Numbers are up and search continues for new director
By Jack Criss
The Bolivar Bullet
Cleveland-Bolivar County Chamber of Commerce and CEO, Lara Bowman, gave a positive presentation to the City’s Mayor/Board of Alderman meeting held July 6. Bowman provided an update on the search for a new Director of Tourism for the Cleveland Tourism Commission.
“We’ve been without an Executive Director on the Tourism side since mid-May,” said Bowman, who became the new CEO of the Chamber in November of last year. “The Chamber operates the Tourism Commission on behalf of the city. We’re using a Mississippi search firm, Logan Development Group, to identify candidates for us who will then bring us a pool of qualified applicants to choose from. If you go to our website, clevelandmschamber.com, there’s an ‘Apply’ tab where the full recruitment profile can be viewed as well as Logan Development Group’s contact information. Logan is very familiar with the Cleveland area which is why we chose to go with them to assist us in the hiring process.”

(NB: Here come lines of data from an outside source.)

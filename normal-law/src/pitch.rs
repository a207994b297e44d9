//! Pitch law: direct law on the ground, AoA demand near the stall, a
//! pitch-rate flare law below 50 ft, and load-factor demand otherwise.
//!
//! Every airborne demand is an elevator *rate*: the composer adds it to the
//! previously commanded elevator. After the nominal demand is computed a
//! chain of protections may each replace it outright.

use fbw_types::curves::{clamp, linear_decay_coefficient, linear_range};
use fbw_types::FlightState;
use log::trace;
use serde::Serialize;

use crate::config::LawConfig;
use crate::context::LawContext;
use crate::pid::{AntiWindupPidController, FeedbackController};
use crate::pitch_mode::PitchMode;

/// Which nominal demand produced the elevator rate on the last tick.
#[derive(Debug, Clone, Copy, PartialEq, Eq, Serialize)]
pub enum PitchDemand {
    /// Raw stick straight to the elevator.
    Direct,
    AngleOfAttack,
    Flare,
    /// Neutral stick: pitch rate held at zero.
    HoldPitchRate,
    /// Neutral stick for longer than the settle time: flight-path angle held.
    HoldVfpa,
    /// Banked past the nominal bank angle with no pitch input: 1 g.
    RollToOneG,
    /// Pitch stick commands a load factor.
    LoadFactor,
}

/// Protection that last replaced the nominal demand.
#[derive(Debug, Clone, Copy, PartialEq, Eq, Serialize)]
pub enum PitchOverride {
    HighSpeed,
    LoadFactorMax,
    LoadFactorMin,
    PitchAboveMax,
    PitchBelowMin,
    PitchRateCapUp,
    PitchRateCapDown,
}

#[derive(Debug, Clone, PartialEq)]
pub struct PitchLaw {
    aoa: AntiWindupPidController,
    /// Shared by the load-factor demand and the load-factor limitation.
    gforce: AntiWindupPidController,
    vfpa: AntiWindupPidController,
    pitch_rate: AntiWindupPidController,

    held_pitch_time: f64,
    held_vfpa: f64,

    last_demand: Option<PitchDemand>,
    last_override: Option<PitchOverride>,
}

impl PitchLaw {
    /// Seconds of neutral stick spent holding pitch rate before the VFPA hold takes over.
    const PITCH_HOLD_SECONDS: f64 = 5.0;
    const FLARE_STICK_RATE: f64 = 5.0;
    const FLARE_DIP_HEIGHT_FT: f64 = 30.0;
    const FLARE_DIP_PITCH_DEG: f64 = -2.0;
    const FLARE_DIP_SECONDS: f64 = 8.0;
    const ATTITUDE_CORRECTION_RATE: f64 = 5.0;
    const MAX_PITCH_RATE: f64 = 30.0;
    const OVERSPEED_RECOVERY_RATE: f64 = 5.0;

    pub fn new(config: &LawConfig) -> Self {
        Self {
            aoa: AntiWindupPidController::new(config.aoa),
            gforce: AntiWindupPidController::new(config.gforce),
            vfpa: AntiWindupPidController::new(config.vfpa),
            pitch_rate: AntiWindupPidController::new(config.pitch_rate),
            held_pitch_time: 0.0,
            held_vfpa: 0.0,
            last_demand: None,
            last_override: None,
        }
    }

    pub fn last_demand(&self) -> Option<PitchDemand> {
        self.last_demand
    }

    pub fn last_override(&self) -> Option<PitchOverride> {
        self.last_override
    }

    /// Flight-path angle captured during the neutral-stick pitch hold.
    pub fn held_vfpa(&self) -> f64 {
        self.held_vfpa
    }

    pub fn held_pitch_time(&self) -> f64 {
        self.held_pitch_time
    }

    pub fn calculate(&mut self, current_elevator: f64, ctx: &LawContext<'_>, dt: f64) -> f64 {
        self.last_override = None;

        let new_elevator = if ctx.mode.mode() == PitchMode::Ground {
            self.last_demand = Some(PitchDemand::Direct);
            ctx.input.raw_yoke_y()
        } else if ctx.limits.aoa_demand_active() {
            current_elevator + self.angle_of_attack_demand(ctx, dt)
        } else if ctx.mode.flare_weight() > 0.0 {
            current_elevator + self.flare_demand(ctx, dt)
        } else {
            current_elevator + self.load_factor_demand(ctx, dt)
        };
        let new_elevator = clamp(new_elevator, -1.0, 1.0);

        let s = ctx.state;
        trace!(
            "pitch t={:.2} {:?}/{:?} p={:.2} pr={:.2} vfpa={:.2} vfpar={:.2} lf={:.3} de={:.5} e={:.4}",
            ctx.t,
            self.last_demand,
            self.last_override,
            s.pitch_deg,
            s.pitch_rate_deg_s,
            s.vfpa_deg,
            s.vfpa_rate_deg_s,
            s.gforce,
            new_elevator - current_elevator,
            new_elevator
        );
        new_elevator
    }

    // ── Nominal demands ─────────────────────────────────────────────────────

    fn angle_of_attack_demand(&mut self, ctx: &LawContext<'_>, dt: f64) -> f64 {
        self.held_pitch_time = 0.0;
        self.last_demand = Some(PitchDemand::AngleOfAttack);

        let s = ctx.state;
        let yoke_y = ctx.input.filtered_yoke_y();
        let target = if yoke_y >= 0.0 {
            linear_range(yoke_y, s.alpha_prot(), s.alpha_max())
        } else {
            // Full forward stick asks for zero AoA.
            linear_range(-yoke_y, s.alpha_prot(), 0.0)
        };

        let delta = self.aoa.update(target - s.alpha_deg, dt);
        let delta = self.load_factor_limitation(delta, ctx, dt);
        self.pitch_attitude_protection(delta, ctx, dt)
    }

    fn load_factor_demand(&mut self, ctx: &LawContext<'_>, dt: f64) -> f64 {
        let s = ctx.state;
        let yoke_x = ctx.input.filtered_yoke_x();
        let yoke_y = ctx.input.filtered_yoke_y();

        let delta = if yoke_x == 0.0 && yoke_y == 0.0 {
            if self.held_pitch_time < Self::PITCH_HOLD_SECONDS {
                // Let the flight path settle before capturing it.
                self.last_demand = Some(PitchDemand::HoldPitchRate);
                let delta = self.pitch_rate.update(0.0 - s.pitch_rate_deg_s, dt);
                self.held_vfpa = s.vfpa_deg;
                self.held_pitch_time += dt;
                delta
            } else {
                self.last_demand = Some(PitchDemand::HoldVfpa);
                self.vfpa.update(self.held_vfpa - s.vfpa_deg, dt)
            }
        } else if yoke_y == 0.0 && s.roll_deg.abs() > ctx.limits.nominal_bank_angle() {
            self.held_pitch_time = 0.0;
            self.last_demand = Some(PitchDemand::RollToOneG);
            self.gforce.update(1.0 - s.gforce, dt)
        } else if yoke_y == 0.0 {
            self.held_pitch_time = 0.0;
            self.last_demand = Some(PitchDemand::HoldPitchRate);
            self.pitch_rate.update(0.0 - s.pitch_rate_deg_s, dt)
        } else {
            self.held_pitch_time = 0.0;
            self.last_demand = Some(PitchDemand::LoadFactor);

            let normal_load_factor = 1.0 / s.roll_deg.to_radians().cos();
            let requested = if yoke_y >= 0.0 {
                linear_range(yoke_y, normal_load_factor, ctx.limits.max_load_factor())
            } else {
                linear_range(-yoke_y, normal_load_factor, ctx.limits.min_load_factor())
            };
            self.gforce.update(requested - s.gforce, dt)
        };

        let delta = self.high_speed_protection(delta, ctx, dt);
        let delta = self.load_factor_limitation(delta, ctx, dt);
        self.pitch_attitude_protection(delta, ctx, dt)
    }

    fn flare_demand(&mut self, ctx: &LawContext<'_>, dt: f64) -> f64 {
        self.last_demand = Some(PitchDemand::Flare);

        let s = ctx.state;
        let mut target = Self::FLARE_STICK_RATE * ctx.input.filtered_yoke_y();
        if s.radio_height_ft <= Self::FLARE_DIP_HEIGHT_FT {
            // FCOM: pitch is reduced to 2° nose down over 8 seconds from 30 ft.
            target += (Self::FLARE_DIP_PITCH_DEG - s.pitch_deg) / Self::FLARE_DIP_SECONDS;
        }
        self.pitch_rate.update(target - s.pitch_rate_deg_s, dt)
    }

    // ── Protections ─────────────────────────────────────────────────────────

    fn load_factor_limitation(&mut self, delta: f64, ctx: &LawContext<'_>, dt: f64) -> f64 {
        let g = ctx.state.gforce;
        let max = ctx.limits.max_load_factor();
        let min = ctx.limits.min_load_factor();

        if g > max {
            self.last_override = Some(PitchOverride::LoadFactorMax);
            self.gforce.update(max - g, dt)
        } else if g < min {
            self.last_override = Some(PitchOverride::LoadFactorMin);
            self.gforce.update(min - g, dt)
        } else {
            delta
        }
    }

    fn high_speed_protection(&mut self, delta: f64, ctx: &LawContext<'_>, dt: f64) -> f64 {
        if !ctx.limits.high_speed_protection_active() {
            return delta;
        }
        self.held_pitch_time = 0.0;
        self.last_override = Some(PitchOverride::HighSpeed);

        let s = ctx.state;
        // TODO: wire a real nose-down pilot demand in here; with 0.0 only the
        // recovery term acts.
        let pilot = reduce_nose_down_authority(0.0, s);

        let recovery_knots = Self::OVERSPEED_RECOVERY_RATE
            * linear_decay_coefficient(s.ias_kts, s.vmo_kts + 16.0, s.vmo_kts - 1.0);
        let recovery_mach = Self::OVERSPEED_RECOVERY_RATE
            * linear_decay_coefficient(s.mach, s.mmo + 0.024, s.mmo - 0.0015);
        let target = recovery_knots.max(recovery_mach);
        let recovery = self.pitch_rate.update(target - s.pitch_rate_deg_s, dt);

        pilot + recovery
    }

    fn pitch_attitude_protection(&mut self, delta: f64, ctx: &LawContext<'_>, dt: f64) -> f64 {
        let s = ctx.state;
        let pitch = s.pitch_deg;
        let rate = s.pitch_rate_deg_s;
        let max = ctx.limits.max_pitch_angle();
        let min = ctx.limits.min_pitch_angle();

        if pitch > max {
            self.last_override = Some(PitchOverride::PitchAboveMax);
            let target = -Self::ATTITUDE_CORRECTION_RATE * linear_decay_coefficient(pitch, max + 1.0, max);
            return self.pitch_rate.update(target - rate, dt);
        }
        if pitch < min {
            self.last_override = Some(PitchOverride::PitchBelowMin);
            let target = Self::ATTITUDE_CORRECTION_RATE * linear_decay_coefficient(pitch, min - 1.0, min);
            return self.pitch_rate.update(target - rate, dt);
        }

        // Rate authority shrinks to zero as the attitude limits are approached.
        let max_rate = Self::MAX_PITCH_RATE * linear_decay_coefficient(pitch, 0.0, max);
        if rate > max_rate && delta >= 0.0 {
            self.last_override = Some(PitchOverride::PitchRateCapUp);
            return self.pitch_rate.update(max_rate - rate, dt);
        }
        let min_rate = -Self::MAX_PITCH_RATE * linear_decay_coefficient(pitch, 0.0, min);
        if rate < min_rate && delta <= 0.0 {
            self.last_override = Some(PitchOverride::PitchRateCapDown);
            return self.pitch_rate.update(min_rate - rate, dt);
        }

        delta
    }
}

impl Default for PitchLaw {
    fn default() -> Self {
        Self::new(&LawConfig::default())
    }
}

/// Scale a nose-down pilot demand away as speed rises past Vmo/Mmo: no
/// authority left by Vmo+8 kt or Mmo+0.012, whichever bites harder.
fn reduce_nose_down_authority(pilot: f64, s: &FlightState) -> f64 {
    if pilot >= 0.0 {
        return pilot;
    }
    let by_knots = pilot * linear_decay_coefficient(s.ias_kts, s.vmo_kts, s.vmo_kts + 8.0);
    let by_mach = pilot * linear_decay_coefficient(s.mach, s.mmo, s.mmo + 0.012);
    by_knots.max(by_mach)
}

The goal is to have a new Director of Tourism in place by September 1.
“But, we realize we might have to be flexible, especially if our selection is having to relocate to Cleveland,” said Bowman.
Operations have not slowed down at the Commission in the absence of a Director.

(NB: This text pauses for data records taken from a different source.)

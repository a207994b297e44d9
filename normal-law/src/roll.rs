//! Roll law: the sidestick commands a roll rate into a persisted target bank
//! angle, which the roll controller then tracks.

use fbw_types::curves::{clamp, sign};

use crate::config::LawConfig;
use crate::context::LawContext;
use crate::pid::{FeedbackController, PidController};
use crate::pitch_mode::PitchMode;

#[derive(Debug, Clone, PartialEq)]
pub struct RollLaw {
    target_bank_deg: f64,
    controller: PidController,
}

impl RollLaw {
    /// Degrees/second at full lateral stick.
    const STICK_ROLL_RATE: f64 = 15.0;
    /// Degrees/second back toward the nominal bank angle with the stick released.
    const RETURN_ROLL_RATE: f64 = 5.0;

    pub fn new(config: &LawConfig) -> Self {
        Self { target_bank_deg: 0.0, controller: PidController::new(config.roll) }
    }

    pub fn target_bank_deg(&self) -> f64 {
        self.target_bank_deg
    }

    /// Aileron position for this tick. The previous aileron is not used: the
    /// roll controller produces a position, not a rate.
    pub fn calculate(&mut self, _current_aileron: f64, ctx: &LawContext<'_>, dt: f64) -> f64 {
        if ctx.mode.mode() == PitchMode::Ground {
            return ctx.input.raw_yoke_x();
        }

        let yoke_x = ctx.input.filtered_yoke_x();
        let nominal = ctx.limits.nominal_bank_angle();
        if yoke_x == 0.0 {
            if self.target_bank_deg.abs() > nominal {
                let side = sign(self.target_bank_deg);
                let mut target = self.target_bank_deg - side * Self::RETURN_ROLL_RATE * dt;
                if target * side < nominal {
                    target = side * nominal;
                }
                self.target_bank_deg = target;
            }
        } else {
            let max = ctx.limits.max_bank_angle();
            self.target_bank_deg =
                clamp(self.target_bank_deg + Self::STICK_ROLL_RATE * yoke_x * dt, -max, max);
        }

        self.controller.update(self.target_bank_deg - ctx.state.roll_deg, dt)
    }
}

impl Default for RollLaw {
    fn default() -> Self {
        Self::new(&LawConfig::default())
    }
}

#[cfg(test)]
mod tests {
    use super::*;
    use crate::pitch_mode::{BlendWeights, PitchModeMachine};
    use crate::protections::EnvelopeProtection;
    use approx::assert_abs_diff_eq;
    use fbw_types::{FlightState, PilotInput};

    const DT: f64 = 0.1;

    fn flight_mode() -> PitchModeMachine {
        PitchModeMachine::with_blend(PitchMode::Flight, BlendWeights { ground: 0.0, flight: 1.0, flare: 0.0 })
    }

    fn airborne() -> FlightState {
        FlightState { on_ground: false, radio_height_ft: 5000.0, alpha_deg: 3.0, ..FlightState::default() }
    }

    fn run(law: &mut RollLaw, limits: &EnvelopeProtection, input: PilotInput, ticks: usize) -> f64 {
        let state = airborne();
        let mode = flight_mode();
        let mut aileron = 0.0;
        for _ in 0..ticks {
            let ctx = LawContext::new(0.0, &state, &input, limits, &mode);
            aileron = law.calculate(aileron, &ctx, DT);
        }
        aileron
    }

    #[test]
    fn ground_mode_passes_raw_stick() {
        let mut law = RollLaw::default();
        let limits = EnvelopeProtection::new();
        let mode = PitchModeMachine::new();
        let state = FlightState::default();
        let input = PilotInput::new(0.0, 0.04, 0.0);
        let ctx = LawContext::new(0.0, &state, &input, &limits, &mode);
        assert_eq!(law.calculate(0.5, &ctx, DT), 0.04);
        assert_eq!(law.target_bank_deg(), 0.0);
    }

    #[test]
    fn full_stick_rolls_fifteen_degrees_per_second() {
        let mut law = RollLaw::default();
        let limits = EnvelopeProtection::new();
        let aileron = run(&mut law, &limits, PilotInput::new(0.0, 1.0, 0.0), 10);
        assert_abs_diff_eq!(law.target_bank_deg(), 15.0, epsilon = 1e-9);

        let mut pid = PidController::new(LawConfig::default().roll);
        for i in 1..=10 {
            pid.update(1.5 * i as f64, DT);
        }
        assert_abs_diff_eq!(aileron, pid.last_output(), epsilon = 1e-9);
    }

    #[test]
    fn target_is_clamped_to_max_bank() {
        let mut law = RollLaw::default();
        let limits = EnvelopeProtection::new();
        run(&mut law, &limits, PilotInput::new(0.0, -1.0, 0.0), 60);
        assert_eq!(law.target_bank_deg(), -67.0);
    }

    #[test]
    fn released_stick_returns_to_nominal_bank_without_overshoot() {
        let mut law = RollLaw { target_bank_deg: 34.0, ..RollLaw::default() };
        let limits = EnvelopeProtection::new();

        run(&mut law, &limits, PilotInput::default(), 1);
        assert_abs_diff_eq!(law.target_bank_deg(), 33.5, epsilon = 1e-12);

        run(&mut law, &limits, PilotInput::default(), 5);
        assert_eq!(law.target_bank_deg(), 33.0);
    }

    #[test]
    fn released_stick_holds_bank_within_nominal() {
        let mut law = RollLaw { target_bank_deg: -20.0, ..RollLaw::default() };
        let limits = EnvelopeProtection::new();
        run(&mut law, &limits, PilotInput::default(), 10);
        assert_eq!(law.target_bank_deg(), -20.0);
    }

    #[test]
    fn protected_nominal_bank_of_zero_does_not_overshoot() {
        let mut law = RollLaw { target_bank_deg: -0.2, ..RollLaw::default() };
        let mut limits = EnvelopeProtection::new();
        // Alpha max forces the protected bank limits (45° / 0°).
        let stalled = FlightState { alpha_deg: 20.0, ..airborne() };
        limits.update(&stalled, &PilotInput::default(), DT);

        run(&mut law, &limits, PilotInput::default(), 1);
        assert_eq!(law.target_bank_deg(), 0.0);
    }
}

“No, not at all. I’ve pitched in as has another fairly recent new hire, Cade Holder, our Director of Community Programs and Main Street Director, to keep things flowing smoothly.”
As far as her recent report to Mayor Nowell and the Board of Aldermen, Bowman confirmed there have been strong rises in tourism, the retail trade sector, accommodations and food services.
“There were significant sales tax increases through fiscal years ‘18, ‘19 and even ‘20 from March to September when the pandemic was ramping up,” said Bowman. “I attribute that to the fact people stayed nearby and spent more money in our local establishments,” she said. “We also utilized our CARES Act money to produce 3-D tours of Cleveland attractions, digital advertising and public relations campaigns. Because those were federal relief funds we had to track each dollar received and spent. Those campaigns paid off for the City’s economy, too.”
Employment and wages also went up substantially in Cleveland during the fiscal years between 2017 and 2020, reported Bowman. “Especially in the food and retail sectors,” she noted.
Having been on the job less than a year, Bowman said she has enjoyed the challenges and living in her new home.
“Cleveland is a wonderful place to live–and visit, of course,” she said. “We’re looking forward to filling the Tourism Commission position and seeing our recent economic gains continue to rise.”